Confession time… I have bought two take-aways since the new year, although on the whole I have stuck to the meal plan I set out at the start of January, only deviating from it slightly by swapping some meals to different days.
It has saved me an absolute fortune. It’s no exaggeration to say we ate no less than two a week previously, so although I’m slightly disappointed we slipped up twice , it’s still a massive improvement and something to feel positive about.
Looking forward to February
I initially thought it looked and sounded too good to be true but after reading plenty of rave reviews I took the plunge and placed an order.
As a former butcher back in my youth, I can tell you categorically the meat is fantastic quality. I spent £55 on their Grass Fed Feb option and at the end of the month I’ll tell you exactly how many meals I got from it and also post the thrifty recipes I have used.
My parcel arrived a couple of days ago and being a big chilli face that’s what I have ate for the last two days. So far, so good. It was lean and very tasty.

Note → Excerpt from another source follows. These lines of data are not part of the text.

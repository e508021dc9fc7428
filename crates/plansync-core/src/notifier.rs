//! Cross-session save notifications
//!
//! After every successful save a session announces `document_saved` on a
//! named channel. Delivery is at-most-once, unordered and unacknowledged:
//! receivers treat a message as a hint to re-read, never as state.

use crate::types::SessionId;
use chrono::Utc;
use plansync_document::{DocumentId, Revision};
use serde::{Deserialize, Serialize};
use std::sync::Arc;
use tokio::sync::broadcast;

/// Capacity used by [`SessionBus::default`]
pub const DEFAULT_BUS_CAPACITY: usize = 64;

/// Broadcast message announcing an accepted save
///
/// Serialized as
/// `{"type":"document_saved","documentId":..,"revision":..,"originId":..,"timestamp":..}`
/// with `timestamp` in epoch milliseconds.
#[derive(Debug, Clone, PartialEq, Eq, Serialize, Deserialize)]
#[serde(tag = "type", rename = "document_saved", rename_all = "camelCase")]
pub struct DocumentSaved {
    pub document_id: DocumentId,
    pub revision: Revision,
    pub origin_id: SessionId,
    pub timestamp: i64,
}

impl DocumentSaved {
    /// Message stamped with the current time
    #[must_use]
    pub fn new(document_id: DocumentId, revision: Revision, origin_id: SessionId) -> Self {
        Self {
            document_id,
            revision,
            origin_id,
            timestamp: Utc::now().timestamp_millis(),
        }
    }

    /// Check if this save is newer than what a receiver holds for `document_id`
    #[must_use]
    pub fn supersedes(&self, document_id: &DocumentId, local: Option<Revision>) -> bool {
        self.document_id == *document_id && local.map_or(true, |local| self.revision > local)
    }
}

/// Notification errors; callers swallow them
#[derive(Debug, Clone, PartialEq, Eq, thiserror::Error)]
pub enum NotifyError {
    /// Channel missing or closed
    #[error("notification channel unavailable: {0}")]
    ChannelUnavailable(String),

    /// Nobody is listening
    #[error("no subscribers on the notification channel")]
    NoSubscribers,
}

/// Outbound port for save notifications
pub trait SaveNotifier: Send + Sync {
    /// Fire-and-forget delivery of one message
    ///
    /// # Errors
    /// Returns [`NotifyError`] if the message could not be handed off
    fn notify(&self, event: &DocumentSaved) -> Result<(), NotifyError>;
}

/// Named in-process multicast channel shared by sibling sessions
#[derive(Debug, Clone)]
pub struct SessionBus {
    name: Arc<str>,
    tx: broadcast::Sender<DocumentSaved>,
}

impl SessionBus {
    /// Create a bus; `capacity` bounds how far a slow receiver may lag
    #[must_use]
    pub fn new(name: impl Into<String>, capacity: usize) -> Self {
        let (tx, _) = broadcast::channel(capacity.max(1));
        Self {
            name: Arc::from(name.into()),
            tx,
        }
    }

    /// Channel name
    #[inline]
    #[must_use]
    pub fn name(&self) -> &str {
        &self.name
    }

    /// Listen for saves; lagging receivers lose messages
    #[must_use]
    pub fn subscribe(&self) -> broadcast::Receiver<DocumentSaved> {
        self.tx.subscribe()
    }

    /// Number of live receivers
    #[must_use]
    pub fn receiver_count(&self) -> usize {
        self.tx.receiver_count()
    }
}

impl Default for SessionBus {
    fn default() -> Self {
        Self::new("plansync", DEFAULT_BUS_CAPACITY)
    }
}

impl SaveNotifier for SessionBus {
    fn notify(&self, event: &DocumentSaved) -> Result<(), NotifyError> {
        self.tx
            .send(event.clone())
            .map(|_| ())
            .map_err(|_| NotifyError::NoSubscribers)
    }
}

/// Notifier used when no channel is configured
#[derive(Debug, Clone, Copy, Default)]
pub struct DisabledNotifier;

impl SaveNotifier for DisabledNotifier {
    fn notify(&self, _event: &DocumentSaved) -> Result<(), NotifyError> {
        Err(NotifyError::ChannelUnavailable("no channel configured".into()))
    }
}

The rest I have done in Aldi, although I do a shop weekly so I plan to start ordering more online and using the price per unit method I recently blogged about, but only if I can see it will save me money and be a benefit to my pocket.
Again, I’ll let you know.
I want to crank it up this month. I am going to attempt to make money outside of my job.
I have a few ideas up my sleeve and I’ll be blogging about them throughout the month, whether they are a roaring success or a stinking failure.

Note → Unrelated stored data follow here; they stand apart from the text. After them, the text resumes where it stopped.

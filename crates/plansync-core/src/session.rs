//! Session-scoped sync context
//!
//! A [`ProjectSession`] owns one editable model, the state machine that
//! describes it and the handles to its collaborators. Several sessions can
//! share one store and one notification bus; nothing here is global.
//!
//! Save, load and resolution entry points live in `save`, `load` and
//! `resolver`. They all pass through a per-session single-flight gate:
//! a second call while one is running returns [`SyncError::Busy`].

use crate::config::SyncConfig;
use crate::error::SyncError;
use crate::model::{DesignModel, EditableModel};
use crate::notifier::{DisabledNotifier, DocumentSaved, SaveNotifier};
use crate::retry::{RetryEvent, RetryHook, RetryPolicy};
use crate::state::SyncStateMachine;
use crate::types::{SessionId, SyncState, SyncStatus};
use chrono::Utc;
use parking_lot::{Mutex, RwLock};
use plansync_document::{
    validate_name, DesignPayload, DocumentId, DocumentMeta, NewDocument, ProjectDocument, Revision,
};
use plansync_store::{MetadataPatch, PreviewGenerator, ProjectDocumentStore, StoreError};
use std::future::Future;
use std::sync::atomic::{AtomicBool, Ordering};
use std::sync::Arc;
use tokio::sync::watch;

/// Builder for [`ProjectSession`]
pub struct SessionBuilder<M: EditableModel = DesignModel> {
    store: Arc<dyn ProjectDocumentStore>,
    model: M,
    notifier: Option<Arc<dyn SaveNotifier>>,
    preview: Option<Arc<dyn PreviewGenerator>>,
    config: SyncConfig,
    retry_hook: Option<RetryHook>,
    id: Option<SessionId>,
}

impl<M: EditableModel> SessionBuilder<M> {
    /// Use a different editable model
    #[must_use]
    pub fn model<N: EditableModel>(self, model: N) -> SessionBuilder<N> {
        SessionBuilder {
            store: self.store,
            model,
            notifier: self.notifier,
            preview: self.preview,
            config: self.config,
            retry_hook: self.retry_hook,
            id: self.id,
        }
    }

    /// Announce saves through `notifier`
    #[inline]
    #[must_use]
    pub fn notifier(mut self, notifier: Arc<dyn SaveNotifier>) -> Self {
        self.notifier = Some(notifier);
        self
    }

    /// Attach previews rendered by `preview`
    #[inline]
    #[must_use]
    pub fn preview(mut self, preview: Arc<dyn PreviewGenerator>) -> Self {
        self.preview = Some(preview);
        self
    }

    #[inline]
    #[must_use]
    pub fn config(mut self, config: SyncConfig) -> Self {
        self.config = config;
        self
    }

    /// Observe every scheduled retry
    #[inline]
    #[must_use]
    pub fn retry_hook(mut self, hook: RetryHook) -> Self {
        self.retry_hook = Some(hook);
        self
    }

    /// Fixed session identity
    #[inline]
    #[must_use]
    pub fn id(mut self, id: SessionId) -> Self {
        self.id = Some(id);
        self
    }

    /// Build the session in `local_only` with no document bound
    #[must_use]
    pub fn build(self) -> ProjectSession<M> {
        let id = self.id.unwrap_or_default();
        let notifier = self
            .notifier
            .unwrap_or_else(|| Arc::new(DisabledNotifier) as Arc<dyn SaveNotifier>);
        tracing::debug!("Starting session {} on channel {}", id, self.config.channel_name);

        ProjectSession {
            id,
            retry: RetryPolicy::new(self.config.retry),
            config: self.config,
            store: self.store,
            preview: self.preview,
            retry_hook: self.retry_hook,
            machine: SyncStateMachine::new(id, notifier),
            model: Mutex::new(self.model),
            meta: RwLock::new(None),
            gate: tokio::sync::Mutex::new(()),
            loading: AtomicBool::new(false),
            closed: AtomicBool::new(false),
        }
    }
}

/// One editing session over at most one project document
pub struct ProjectSession<M: EditableModel = DesignModel> {
    id: SessionId,
    config: SyncConfig,
    pub(crate) store: Arc<dyn ProjectDocumentStore>,
    pub(crate) preview: Option<Arc<dyn PreviewGenerator>>,
    retry: RetryPolicy,
    retry_hook: Option<RetryHook>,
    pub(crate) machine: SyncStateMachine,
    pub(crate) model: Mutex<M>,
    pub(crate) meta: RwLock<Option<DocumentMeta>>,
    gate: tokio::sync::Mutex<()>,
    pub(crate) loading: AtomicBool,
    closed: AtomicBool,
}

impl<M: EditableModel> std::fmt::Debug for ProjectSession<M> {
    fn fmt(&self, f: &mut std::fmt::Formatter<'_>) -> std::fmt::Result {
        f.debug_struct("ProjectSession")
            .field("id", &self.id)
            .field("document", &self.document_id())
            .field("machine", &self.machine)
            .finish_non_exhaustive()
    }
}

impl ProjectSession<DesignModel> {
    /// Start building a session over `store`
    #[must_use]
    pub fn builder(store: Arc<dyn ProjectDocumentStore>) -> SessionBuilder<DesignModel> {
        SessionBuilder {
            store,
            model: DesignModel::new(),
            notifier: None,
            preview: None,
            config: SyncConfig::default(),
            retry_hook: None,
            id: None,
        }
    }
}

impl<M: EditableModel> ProjectSession<M> {
    #[inline]
    #[must_use]
    pub fn id(&self) -> SessionId {
        self.id
    }

    #[inline]
    #[must_use]
    pub fn config(&self) -> &SyncConfig {
        &self.config
    }

    /// Current sync state
    #[must_use]
    pub fn state(&self) -> SyncState {
        self.machine.state()
    }

    #[must_use]
    pub fn status(&self) -> SyncStatus {
        self.machine.status()
    }

    /// Watch sync state changes
    #[must_use]
    pub fn subscribe(&self) -> watch::Receiver<SyncState> {
        self.machine.subscribe()
    }

    /// State machine driving this session
    #[inline]
    #[must_use]
    pub fn machine(&self) -> &SyncStateMachine {
        &self.machine
    }

    /// Metadata of the bound document
    #[must_use]
    pub fn meta(&self) -> Option<DocumentMeta> {
        self.meta.read().clone()
    }

    /// Bound document
    #[must_use]
    pub fn document_id(&self) -> Option<DocumentId> {
        self.meta.read().as_ref().map(|meta| meta.id)
    }

    /// Check if a load is running
    #[must_use]
    pub fn is_loading(&self) -> bool {
        self.loading.load(Ordering::SeqCst)
    }

    #[must_use]
    pub fn is_closed(&self) -> bool {
        self.closed.load(Ordering::SeqCst)
    }

    /// Record a local edit made outside [`edit`](Self::edit)
    pub fn mark_dirty(&self) {
        self.machine.mark_dirty();
    }

    /// Mutate the model and record the edit
    pub fn edit<R>(&self, f: impl FnOnce(&mut M) -> R) -> R {
        let mut model = self.model.lock();
        let result = f(&mut model);
        self.machine.mark_dirty();
        result
    }

    /// Read the model
    pub fn with_model<R>(&self, f: impl FnOnce(&M) -> R) -> R {
        f(&self.model.lock())
    }

    /// Explicit status override; see [`SyncStateMachine::set_status`]
    ///
    /// # Errors
    /// Returns [`SyncError::InvalidStatusOverride`] for forbidden overrides
    pub fn set_status(&self, status: SyncStatus) -> Result<(), SyncError> {
        self.machine.set_status(status)
    }

    /// Leave `conflict` for `synced` without touching the model
    pub fn clear_conflict(&self) -> bool {
        self.machine.clear_conflict()
    }

    /// Serialize the model
    ///
    /// # Errors
    /// Returns [`SyncError::Unknown`] if the model cannot be captured
    pub fn serialized_payload(&self) -> Result<DesignPayload, SyncError> {
        Ok(self.model.lock().snapshot()?)
    }

    /// Overwrite the model from a payload and record the edit
    ///
    /// # Errors
    /// Returns [`SyncError::Validation`] and leaves the model unchanged if
    /// the payload is unusable
    pub fn apply_serialized_payload(&self, payload: &DesignPayload) -> Result<(), SyncError> {
        let mut model = self.model.lock();
        model.replace(payload)?;
        self.machine.mark_dirty();
        Ok(())
    }

    /// Rename the bound document; the revision is untouched
    ///
    /// # Errors
    /// - [`SyncError::Validation`] for a blank name
    /// - [`SyncError::NoDocument`] if nothing is bound
    /// - [`SyncError::Offline`] while offline
    /// - store failures after retries
    pub async fn update_name(&self, name: impl Into<String>) -> Result<DocumentMeta, SyncError> {
        self.ensure_open()?;
        let name = validate_name(name).map_err(|e| SyncError::Validation(e.to_string()))?;
        let document_id = self.document_id().ok_or(SyncError::NoDocument)?;
        if self.status() == SyncStatus::Offline {
            return Err(SyncError::Offline);
        }

        let store = &self.store;
        let id = &document_id;
        let patch = MetadataPatch::rename(name.clone());
        self.with_retry("update_name", move |_| store.update_metadata(id, patch.clone()))
            .await?;

        let mut meta = self.meta.write();
        let current = meta.as_mut().ok_or(SyncError::Superseded)?;
        if current.id != document_id {
            return Err(SyncError::Superseded);
        }
        current.name = name;
        current.updated_at = Utc::now();
        tracing::info!("Renamed document {} to {:?}", document_id, current.name);
        Ok(current.clone())
    }

    /// Check if a broadcast from a sibling announces a newer revision of
    /// this session's document
    #[must_use]
    pub fn is_stale_against(&self, event: &DocumentSaved) -> bool {
        if event.origin_id == self.id {
            return false;
        }
        self.document_id()
            .is_some_and(|id| event.supersedes(&id, self.machine.revision()))
    }

    /// Tear the session down; late results are ignored
    pub fn close(&self) {
        if !self.closed.swap(true, Ordering::SeqCst) {
            self.machine.supersede();
            tracing::debug!("Closed session {}", self.id);
        }
    }

    pub(crate) fn ensure_open(&self) -> Result<(), SyncError> {
        if self.is_closed() {
            return Err(SyncError::Superseded);
        }
        Ok(())
    }

    pub(crate) fn acquire_gate(&self) -> Result<tokio::sync::MutexGuard<'_, ()>, SyncError> {
        self.gate.try_lock().map_err(|_| SyncError::Busy)
    }

    /// Run a store call under the retry policy, reporting every retry
    pub(crate) async fn with_retry<T, F, Fut>(
        &self,
        operation: &'static str,
        op: F,
    ) -> Result<T, SyncError>
    where
        F: FnMut(u32) -> Fut,
        Fut: Future<Output = Result<T, StoreError>>,
    {
        let hook = self.retry_hook.as_ref();
        self.retry
            .run(op, |attempt, error, delay| {
                tracing::warn!(
                    "{} attempt {} failed, retrying in {:?}: {}",
                    operation,
                    attempt,
                    delay,
                    error
                );
                if let Some(hook) = hook {
                    hook(&RetryEvent {
                        operation,
                        attempt,
                        delay,
                        error: error.to_string(),
                    });
                }
            })
            .await
            .map_err(SyncError::from)
    }

    /// Create a document under the retry policy
    pub(crate) async fn create_document(
        &self,
        operation: &'static str,
        draft: NewDocument,
    ) -> Result<ProjectDocument, SyncError> {
        let store = &self.store;
        self.with_retry(operation, move |_| store.create(draft.clone()))
            .await
    }

    /// Replace the cached metadata, stamping it as opened now
    pub(crate) fn bind_meta(&self, document: &ProjectDocument) -> DocumentMeta {
        let mut meta = document.meta();
        meta.last_opened_at = Some(Utc::now());
        *self.meta.write() = Some(meta.clone());
        meta
    }

    /// Refresh cached metadata after a write, keeping the open timestamp
    pub(crate) fn refresh_meta(&self, document: &ProjectDocument) {
        let mut meta = self.meta.write();
        let last_opened_at = meta.as_ref().and_then(|current| current.last_opened_at);
        let mut fresh = document.meta();
        fresh.last_opened_at = fresh.last_opened_at.or(last_opened_at);
        *meta = Some(fresh);
    }

    /// Revision to present on the next write
    pub(crate) fn believed_revision(&self) -> Result<Revision, SyncError> {
        self.machine.revision().ok_or(SyncError::NoDocument)
    }
}

/// Clears the loading flag on every exit path
pub(crate) struct LoadingGuard<'a>(&'a AtomicBool);

impl<'a> LoadingGuard<'a> {
    pub(crate) fn raise(flag: &'a AtomicBool) -> Self {
        flag.store(true, Ordering::SeqCst);
        Self(flag)
    }
}

impl Drop for LoadingGuard<'_> {
    fn drop(&mut self) {
        self.0.store(false, Ordering::SeqCst);
    }
}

As per the agreement of the £5k Challenge, any money made will be saved.
Ditching the e-cig
They’re currently lasting around 3 days a time. I didn’t want to go down the route of buying one of the big industrial ones as I have no intention of staying on them any longer than needed.
Therefore, the throw away ones are a just as big a waste of money as the cigarettes are, albeit a means to an end. Come 29th February I plan for them to be on the scrap heap along with the ciggies.
So the first hurdle is complete. My Help to Buy ISA is open and now it is just a case of maintaining my good start to the New Year.